Motivation and Compensation: It isn't all about money

     Everyone must put food on the table and find a way to squirrel out enough resources to keep Maslow happy with his famous five “hierarchy of needs” of physical (food), safety (get out of my cubicle), belongingness (include me in the information flow), esteem (I know what is going on around here) and lastly, self-actualization (I can lead the way.) We have discussed here previously Maslow and his description of these basic human requirements to get by, get along and get ahead, but what happens when you are just stuck trying to discern what is needed to motivate yourself or your team? Usually the answer is money. Show me the money, and I will show you the results. But, what happens when you don’t have the money for a pay raise or financial incentive, or worse, you have given that to your team, but they just can’t seem to get it done without your constantly micromanaging them?
     Enter the Law of Diminishing Returns, and the idea of a Break Even Point. The Law of Diminishing Returns tells us that there is a point where even with more effort or investment, results decline. The idea of a Break Even Point tells us that input (of money) equals output of effort up to a zero sum balance. That is to say, more money does not get you more effort past the psychological breakeven point. As I was asked in an interview once, “How much money do you need?” The hidden question is “How much money will make you lazy?” The point behind the question is “How do we motivate you when we can’t or won’t give you more money?” The correct answer is: It isn’t all about money.
     To that thought, here are some ideas to think about from an article I found in Inc. and offered up by entrepreneur Ilya Pozin.
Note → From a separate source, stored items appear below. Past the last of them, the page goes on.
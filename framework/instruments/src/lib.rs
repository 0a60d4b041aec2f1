use std::collections::BTreeMap;
use std::time::{Duration, Instant};

mod report;
mod resource;

pub use report::{
    comparison_rows, print_comparison, ComparisonRow, InMemoryReporter, OperationRow,
    ReportCollector, ReportConfig, Reporter,
};
pub use resource::{
    docker_path, parse_percent, sample_or_absent, DisabledSampler, DockerStatsSampler,
    ProcessSampler, ResourceSampler, ResourceUsage, SamplerKind, MT_DOCKER_PATH_ENV,
};

/// Timing of a single backend operation, started when the record is created.
#[derive(Debug, Clone)]
pub struct OperationRecord {
    pub operation_id: String,
    started: Instant,
    pub elapsed: Option<Duration>,
    pub is_error: bool,
    pub attr: BTreeMap<String, String>,
}

impl OperationRecord {
    pub fn new(operation_id: impl Into<String>) -> Self {
        Self {
            operation_id: operation_id.into(),
            started: Instant::now(),
            elapsed: None,
            is_error: false,
            attr: BTreeMap::new(),
        }
    }

    pub fn with_attr(mut self, key: impl Into<String>, value: impl ToString) -> Self {
        self.attr.insert(key.into(), value.to_string());
        self
    }

    /// Stop the clock. Only the first call has an effect.
    pub fn finish<T, E>(&mut self, response: &Result<T, E>) -> Duration {
        if self.elapsed.is_none() {
            self.elapsed = Some(self.started.elapsed());
            self.is_error = response.is_err();
        }
        self.duration()
    }

    /// Elapsed time once finished, or the time running so far.
    pub fn duration(&self) -> Duration {
        self.elapsed.unwrap_or_else(|| self.started.elapsed())
    }
}

/// Finish `record` against `response` and hand it to the reporter.
///
/// Returns the measured duration.
pub fn report_operation<T, E>(
    reporter: &Reporter,
    mut record: OperationRecord,
    response: &Result<T, E>,
) -> Duration {
    let elapsed = record.finish(response);
    log::trace!(
        "Operation {} took {:.3}ms, failed? {}",
        record.operation_id,
        elapsed.as_secs_f64() * 1000.0,
        record.is_error
    );
    reporter.add_operation(&record);
    elapsed
}
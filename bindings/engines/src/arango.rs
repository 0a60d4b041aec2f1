use std::time::Duration;

use anyhow::{bail, Context};
use reqwest::{Client, RequestBuilder, StatusCode};
use serde::de::DeserializeOwned;
use serde::Deserialize;
use serde_json::{json, Value};

use model_tunnel_core::prelude::Record;

use crate::config::ArangoConfig;
use crate::store::{CategoryAverage, DocumentStore};

const BACKEND: &str = "arangodb";

/// Documents are pulled from a cursor in batches of this size.
const CURSOR_BATCH_SIZE: usize = 1000;

/// A collection of an ArangoDB database, driven through the HTTP API.
#[derive(Debug, Clone)]
pub struct ArangoStore {
    client: Client,
    /// `<url>/_db/<database>`
    db_url: String,
    collection: String,
    username: String,
    password: String,
}

#[derive(Debug, Deserialize)]
#[serde(rename_all = "camelCase")]
struct CursorBatch<T> {
    result: Vec<T>,
    #[serde(default)]
    has_more: bool,
    id: Option<String>,
}

#[derive(Debug, Deserialize)]
struct CollectionCount {
    count: u64,
}

impl ArangoStore {
    /// Connect and make sure the collection exists.
    ///
    /// Up to `pool_size` connections are kept open so that concurrent workers do not queue on a
    /// single connection.
    pub async fn connect(config: &ArangoConfig, pool_size: usize) -> anyhow::Result<Self> {
        let client = Client::builder()
            .pool_max_idle_per_host(pool_size.max(1))
            .connect_timeout(Duration::from_secs(5))
            .tcp_nodelay(true)
            .build()
            .context("Failed to build HTTP client")?;

        let store = Self {
            client,
            db_url: format!(
                "{}/_db/{}",
                config.url.trim_end_matches('/'),
                config.database
            ),
            collection: config.collection.clone(),
            username: config.username.clone(),
            password: config.password.clone(),
        };
        store.ensure_collection().await?;

        Ok(store)
    }

    async fn ensure_collection(&self) -> anyhow::Result<()> {
        let url = format!("{}/_api/collection/{}", self.db_url, self.collection);
        let response = self.authorized(self.client.get(&url)).send().await?;
        match response.status() {
            status if status.is_success() => Ok(()),
            StatusCode::NOT_FOUND => {
                log::info!("Creating ArangoDB collection {}", self.collection);
                let _: Value = self
                    .send(
                        self.client
                            .post(format!("{}/_api/collection", self.db_url))
                            .json(&json!({ "name": self.collection })),
                    )
                    .await?;
                Ok(())
            }
            status => bail!(
                "ArangoDB returned {status} for collection {}",
                self.collection
            ),
        }
    }

    fn authorized(&self, request: RequestBuilder) -> RequestBuilder {
        request.basic_auth(&self.username, Some(&self.password))
    }

    async fn send<T: DeserializeOwned>(&self, request: RequestBuilder) -> anyhow::Result<T> {
        let response = self.authorized(request).send().await?;
        let status = response.status();
        if !status.is_success() {
            let body = response.text().await.unwrap_or_default();
            bail!("ArangoDB returned {status}: {body}");
        }

        Ok(response.json().await?)
    }

    /// Run an AQL query and read every batch of its cursor.
    async fn query<T: DeserializeOwned>(&self, aql: &str, bind_vars: Value) -> anyhow::Result<Vec<T>> {
        let mut batch: CursorBatch<T> = self
            .send(self.client.post(format!("{}/_api/cursor", self.db_url)).json(&json!({
                "query": aql,
                "bindVars": bind_vars,
                "batchSize": CURSOR_BATCH_SIZE,
            })))
            .await?;

        let mut results = std::mem::take(&mut batch.result);
        while batch.has_more {
            let id = batch
                .id
                .as_deref()
                .context("ArangoDB cursor has more results but no id")?;
            batch = self
                .send(
                    self.client
                        .put(format!("{}/_api/cursor/{id}", self.db_url)),
                )
                .await?;
            results.append(&mut batch.result);
        }

        Ok(results)
    }
}

#[async_trait::async_trait]
impl DocumentStore for ArangoStore {
    fn backend(&self) -> &str {
        BACKEND
    }

    async fn insert_many(&self, records: &[Record]) -> anyhow::Result<()> {
        if records.is_empty() {
            return Ok(());
        }

        // The batch endpoint reports per-document failures inside a successful response.
        let outcomes: Vec<Value> = self
            .send(
                self.client
                    .post(format!("{}/_api/document/{}", self.db_url, self.collection))
                    .json(records),
            )
            .await?;

        let failed = outcomes
            .iter()
            .filter(|o| o.get("error").and_then(Value::as_bool) == Some(true))
            .count();
        if failed > 0 {
            bail!(
                "{failed} of {} documents were rejected by ArangoDB",
                records.len()
            );
        }

        Ok(())
    }

    async fn find_one(&self, id: &str) -> anyhow::Result<Option<Record>> {
        let mut found: Vec<Record> = self
            .query(
                "FOR p IN @@collection FILTER p.id == @id LIMIT 1 RETURN p",
                json!({ "@collection": self.collection, "id": id }),
            )
            .await?;

        Ok(found.pop())
    }

    async fn average_price_by_category(&self) -> anyhow::Result<Vec<CategoryAverage>> {
        self.query(
            "FOR p IN @@collection \
             COLLECT category = p.category AGGREGATE avg_price = AVERAGE(p.price) \
             RETURN { category, avg_price }",
            json!({ "@collection": self.collection }),
        )
        .await
    }

    async fn delete_all(&self) -> anyhow::Result<()> {
        let _: Value = self
            .send(self.client.put(format!(
                "{}/_api/collection/{}/truncate",
                self.db_url, self.collection
            )))
            .await?;
        Ok(())
    }

    async fn count(&self) -> anyhow::Result<u64> {
        let count: CollectionCount = self
            .send(self.client.get(format!(
                "{}/_api/collection/{}/count",
                self.db_url, self.collection
            )))
            .await?;
        Ok(count.count)
    }
}

#[cfg(test)]
mod tests {
    use super::*;

    #[test]
    fn cursor_batch_parses_arango_response() {
        let batch: CursorBatch<CategoryAverage> = serde_json::from_str(
            r#"{"result":[{"category":"Books","avg_price":12.5}],"hasMore":true,"id":"1234","count":2,"error":false,"code":201}"#,
        )
        .unwrap();

        assert!(batch.has_more);
        assert_eq!(Some("1234"), batch.id.as_deref());
        assert_eq!("Books", batch.result[0].category);
    }

    #[test]
    fn final_batch_has_no_more() {
        let batch: CursorBatch<Record> = serde_json::from_str(
            r#"{"result":[{"_key":"1","_id":"Products/1","_rev":"_a","id":"abc","name":"Amber Atlas","price":9.99,"category":"Toys"}],"hasMore":false}"#,
        )
        .unwrap();

        assert!(!batch.has_more);
        assert_eq!("abc", batch.result[0].id);
        assert_eq!(999, batch.result[0].price.cents());
    }
}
His company, Ciplex, made the Inc. 500/5000 list for 2011 of America’s fastest growing private businesses. Starting this company at age of 17, Ciplex is a digital marketing and creativity agency. Writing for Inc., Pozin’s article, 9 Things that motivate your employees more than Money, really caught my attention. When it comes to motivating yourself and your team, the answer may cost less than you think. Good stuff, so grab some coffee and think about this one for a minute. And there is no charge on this one either. 
According to Mr. Pozin:
     1. Be generous with praise. Everyone wants it and it’s one of the easiest things to give. Plus, praise from the Boss or leader goes a lot farther than you might think. Praise goes even further when you praise someone in front of others.
     2. Get rid of the managers. Love this one! Let people simply work as a team. There really are just some things that you cannot buy, and getting someone to come in early or stay late is an issue of motivation, not requirement. They may not do it for you, but they will do it for the group.
     3. Make your ideas theirs. It is all in the tone or turn of the phrase. “Do you think it’s a good idea if we do it this way?” is received much better than I need this done this way now. Remember, just because you say it harshly or loudly does not make it more accurate or necessary. (Unless of course the house is on fire.)
     4. Never criticize or correct. If you want adults, be adults. If you want children, treat people like children. Pozin suggests an indirect approach to get people to improve, learn from their mistakes, and fix them. Ask, “Was that the best way to approach the problem? Why not? Have any ideas on what you could have done differently?” Then you’re having a conversation and talking through solutions, not pointing a finger.
     5. Make everyone a leader. All you limelight huggers and glory hounds beware. You need to step away from the warmth of the spotlight and highlight your top performers’ strengths instead. Pozin suggests letting them know that because of their excellence, you want them to be the example for others.
     6. Take an employee to lunch once a week. Or just randomly do something nice for someone on your team. But, please don’t play favorites.
     7. Give recognition and small rewards. They don’t need to break the bank, but small tangible awards like dinner, trophies, spa services, and plaques are good places to start.
     8. Throw company parties. Remember when work use to be fun? Remind your staff that you’re all in it together.
     9. Share the rewards—and the pain. Be honest and transparent. Ask for opinions, and require a yes or no. You should not always agree for goodness sake. It is okay to have an original and intelligent thought that is different.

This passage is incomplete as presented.